Records follow. Copy every line with "VecDeque".
=== Begin Enclosure ===
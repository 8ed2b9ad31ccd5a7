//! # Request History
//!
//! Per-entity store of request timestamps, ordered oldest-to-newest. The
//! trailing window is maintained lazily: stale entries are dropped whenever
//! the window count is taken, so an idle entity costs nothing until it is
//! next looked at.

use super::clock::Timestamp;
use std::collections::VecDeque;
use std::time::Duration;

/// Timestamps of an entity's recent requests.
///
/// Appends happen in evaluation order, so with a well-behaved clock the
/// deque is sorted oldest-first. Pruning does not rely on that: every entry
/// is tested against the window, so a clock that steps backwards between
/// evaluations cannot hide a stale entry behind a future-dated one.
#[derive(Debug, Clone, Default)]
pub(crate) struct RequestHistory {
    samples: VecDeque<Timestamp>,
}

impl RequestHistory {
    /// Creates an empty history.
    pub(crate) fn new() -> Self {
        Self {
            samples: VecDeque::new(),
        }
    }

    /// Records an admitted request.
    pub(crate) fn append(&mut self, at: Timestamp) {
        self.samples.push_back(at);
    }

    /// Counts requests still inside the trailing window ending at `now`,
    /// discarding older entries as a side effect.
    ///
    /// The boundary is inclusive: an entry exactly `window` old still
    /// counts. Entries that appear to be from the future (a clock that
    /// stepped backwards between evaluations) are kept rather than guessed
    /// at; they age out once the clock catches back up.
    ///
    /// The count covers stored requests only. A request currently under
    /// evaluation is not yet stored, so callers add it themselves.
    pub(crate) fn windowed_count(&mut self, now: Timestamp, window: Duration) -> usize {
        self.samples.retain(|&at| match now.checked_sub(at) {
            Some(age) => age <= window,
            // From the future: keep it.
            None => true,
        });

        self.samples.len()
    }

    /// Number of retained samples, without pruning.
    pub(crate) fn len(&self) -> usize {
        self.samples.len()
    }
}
=== End Enclosure ===
=== Begin Enclosure ===
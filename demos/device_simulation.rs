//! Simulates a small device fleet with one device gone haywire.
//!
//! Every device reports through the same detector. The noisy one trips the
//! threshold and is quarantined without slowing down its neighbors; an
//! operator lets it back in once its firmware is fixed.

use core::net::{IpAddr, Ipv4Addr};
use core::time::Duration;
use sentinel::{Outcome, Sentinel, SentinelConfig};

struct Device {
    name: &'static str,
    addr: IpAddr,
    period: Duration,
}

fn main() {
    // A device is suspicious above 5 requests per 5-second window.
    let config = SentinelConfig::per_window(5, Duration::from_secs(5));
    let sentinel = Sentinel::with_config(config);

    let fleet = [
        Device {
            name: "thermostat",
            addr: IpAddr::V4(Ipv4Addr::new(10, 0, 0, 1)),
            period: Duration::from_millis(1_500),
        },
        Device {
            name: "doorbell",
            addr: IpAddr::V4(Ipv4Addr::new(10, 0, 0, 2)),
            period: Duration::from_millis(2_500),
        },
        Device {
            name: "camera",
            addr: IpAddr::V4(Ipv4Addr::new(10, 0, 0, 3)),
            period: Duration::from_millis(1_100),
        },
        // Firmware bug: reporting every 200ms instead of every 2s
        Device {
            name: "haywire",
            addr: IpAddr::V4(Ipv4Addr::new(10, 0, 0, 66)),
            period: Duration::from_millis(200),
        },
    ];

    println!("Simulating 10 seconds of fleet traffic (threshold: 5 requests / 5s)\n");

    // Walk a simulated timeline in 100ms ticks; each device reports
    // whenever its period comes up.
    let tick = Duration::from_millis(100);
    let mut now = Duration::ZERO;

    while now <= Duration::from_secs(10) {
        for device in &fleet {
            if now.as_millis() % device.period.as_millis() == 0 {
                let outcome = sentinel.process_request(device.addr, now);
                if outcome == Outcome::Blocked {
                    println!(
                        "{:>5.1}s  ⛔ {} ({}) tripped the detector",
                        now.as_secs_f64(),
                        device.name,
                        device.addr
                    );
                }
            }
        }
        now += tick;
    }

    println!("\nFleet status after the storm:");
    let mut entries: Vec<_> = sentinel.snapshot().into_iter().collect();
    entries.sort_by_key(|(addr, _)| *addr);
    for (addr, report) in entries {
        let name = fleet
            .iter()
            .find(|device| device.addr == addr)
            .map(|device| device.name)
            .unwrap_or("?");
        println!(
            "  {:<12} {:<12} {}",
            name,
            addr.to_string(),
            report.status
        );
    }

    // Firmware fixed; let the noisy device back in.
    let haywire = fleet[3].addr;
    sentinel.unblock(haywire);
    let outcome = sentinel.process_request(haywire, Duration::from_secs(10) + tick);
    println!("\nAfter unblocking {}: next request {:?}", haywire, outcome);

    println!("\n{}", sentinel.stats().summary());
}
=== End Enclosure ===
=== Begin Enclosure ===
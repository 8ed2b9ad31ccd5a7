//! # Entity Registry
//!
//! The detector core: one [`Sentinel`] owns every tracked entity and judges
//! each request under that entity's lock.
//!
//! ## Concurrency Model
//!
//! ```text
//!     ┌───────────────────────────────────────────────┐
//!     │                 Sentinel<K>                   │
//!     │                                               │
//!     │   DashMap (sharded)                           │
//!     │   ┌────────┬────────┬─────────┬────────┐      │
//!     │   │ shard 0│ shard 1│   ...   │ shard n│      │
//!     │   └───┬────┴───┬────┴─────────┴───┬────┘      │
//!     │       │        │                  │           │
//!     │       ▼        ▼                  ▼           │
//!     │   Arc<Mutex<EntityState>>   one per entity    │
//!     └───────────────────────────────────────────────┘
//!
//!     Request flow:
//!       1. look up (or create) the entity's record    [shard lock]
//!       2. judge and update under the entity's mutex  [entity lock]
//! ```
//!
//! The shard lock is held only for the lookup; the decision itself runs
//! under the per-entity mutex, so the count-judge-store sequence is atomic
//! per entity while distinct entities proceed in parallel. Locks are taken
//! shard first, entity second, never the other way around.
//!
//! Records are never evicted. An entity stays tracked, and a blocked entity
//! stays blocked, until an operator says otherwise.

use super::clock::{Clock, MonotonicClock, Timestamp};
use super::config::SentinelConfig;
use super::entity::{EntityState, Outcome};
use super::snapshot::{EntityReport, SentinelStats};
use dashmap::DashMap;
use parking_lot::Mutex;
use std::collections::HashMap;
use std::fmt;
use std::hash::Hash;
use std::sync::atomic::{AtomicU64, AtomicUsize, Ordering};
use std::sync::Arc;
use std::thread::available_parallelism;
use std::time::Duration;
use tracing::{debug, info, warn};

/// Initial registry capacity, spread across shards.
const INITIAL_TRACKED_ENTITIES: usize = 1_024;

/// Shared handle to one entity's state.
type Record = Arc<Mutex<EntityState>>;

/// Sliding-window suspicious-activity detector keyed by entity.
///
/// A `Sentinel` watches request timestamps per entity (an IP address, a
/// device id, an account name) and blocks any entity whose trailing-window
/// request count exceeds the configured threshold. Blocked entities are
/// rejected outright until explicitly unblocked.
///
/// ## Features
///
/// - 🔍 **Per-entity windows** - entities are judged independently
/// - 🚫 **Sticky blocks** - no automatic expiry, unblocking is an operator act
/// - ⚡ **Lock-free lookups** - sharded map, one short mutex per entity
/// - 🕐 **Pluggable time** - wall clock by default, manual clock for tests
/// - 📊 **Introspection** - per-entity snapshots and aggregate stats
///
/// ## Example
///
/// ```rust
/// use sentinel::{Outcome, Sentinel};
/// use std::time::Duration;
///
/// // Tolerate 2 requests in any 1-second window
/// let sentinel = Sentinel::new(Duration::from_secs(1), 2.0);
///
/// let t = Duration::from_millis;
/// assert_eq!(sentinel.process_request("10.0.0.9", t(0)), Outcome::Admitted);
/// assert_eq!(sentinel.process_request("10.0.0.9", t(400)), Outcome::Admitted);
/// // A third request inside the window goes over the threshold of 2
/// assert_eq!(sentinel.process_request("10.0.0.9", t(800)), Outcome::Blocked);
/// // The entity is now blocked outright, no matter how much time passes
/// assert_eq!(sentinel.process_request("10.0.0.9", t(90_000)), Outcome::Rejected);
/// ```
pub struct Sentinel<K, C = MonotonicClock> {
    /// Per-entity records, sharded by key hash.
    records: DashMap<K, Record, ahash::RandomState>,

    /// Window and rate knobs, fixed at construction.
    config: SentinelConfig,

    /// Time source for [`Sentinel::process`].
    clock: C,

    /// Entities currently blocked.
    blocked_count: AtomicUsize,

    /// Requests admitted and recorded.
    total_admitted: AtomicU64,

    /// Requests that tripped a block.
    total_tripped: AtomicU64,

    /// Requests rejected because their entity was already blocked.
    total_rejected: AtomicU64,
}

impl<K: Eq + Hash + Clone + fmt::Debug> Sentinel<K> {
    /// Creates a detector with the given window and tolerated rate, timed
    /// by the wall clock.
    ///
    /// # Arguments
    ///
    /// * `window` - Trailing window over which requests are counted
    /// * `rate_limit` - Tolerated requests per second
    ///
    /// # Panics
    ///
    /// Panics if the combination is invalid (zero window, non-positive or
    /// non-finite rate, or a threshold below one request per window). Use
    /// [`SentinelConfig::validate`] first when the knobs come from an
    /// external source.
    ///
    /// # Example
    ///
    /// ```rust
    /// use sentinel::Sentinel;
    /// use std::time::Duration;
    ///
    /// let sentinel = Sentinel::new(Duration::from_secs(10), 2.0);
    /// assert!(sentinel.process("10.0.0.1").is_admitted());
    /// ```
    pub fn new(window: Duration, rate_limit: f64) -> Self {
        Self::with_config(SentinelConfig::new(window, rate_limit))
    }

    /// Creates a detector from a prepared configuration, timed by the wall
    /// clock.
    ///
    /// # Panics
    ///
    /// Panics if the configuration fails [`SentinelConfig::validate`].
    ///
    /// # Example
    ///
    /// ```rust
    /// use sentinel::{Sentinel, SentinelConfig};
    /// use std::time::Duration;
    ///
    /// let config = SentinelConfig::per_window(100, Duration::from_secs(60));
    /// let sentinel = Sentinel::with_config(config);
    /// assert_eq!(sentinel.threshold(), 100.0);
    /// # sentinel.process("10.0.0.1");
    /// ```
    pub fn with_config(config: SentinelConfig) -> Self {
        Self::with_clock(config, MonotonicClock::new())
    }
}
=== End Enclosure ===
* [Reply]
use std::collections::VecDeque;
    samples: VecDeque<Timestamp>,
            samples: VecDeque::new(),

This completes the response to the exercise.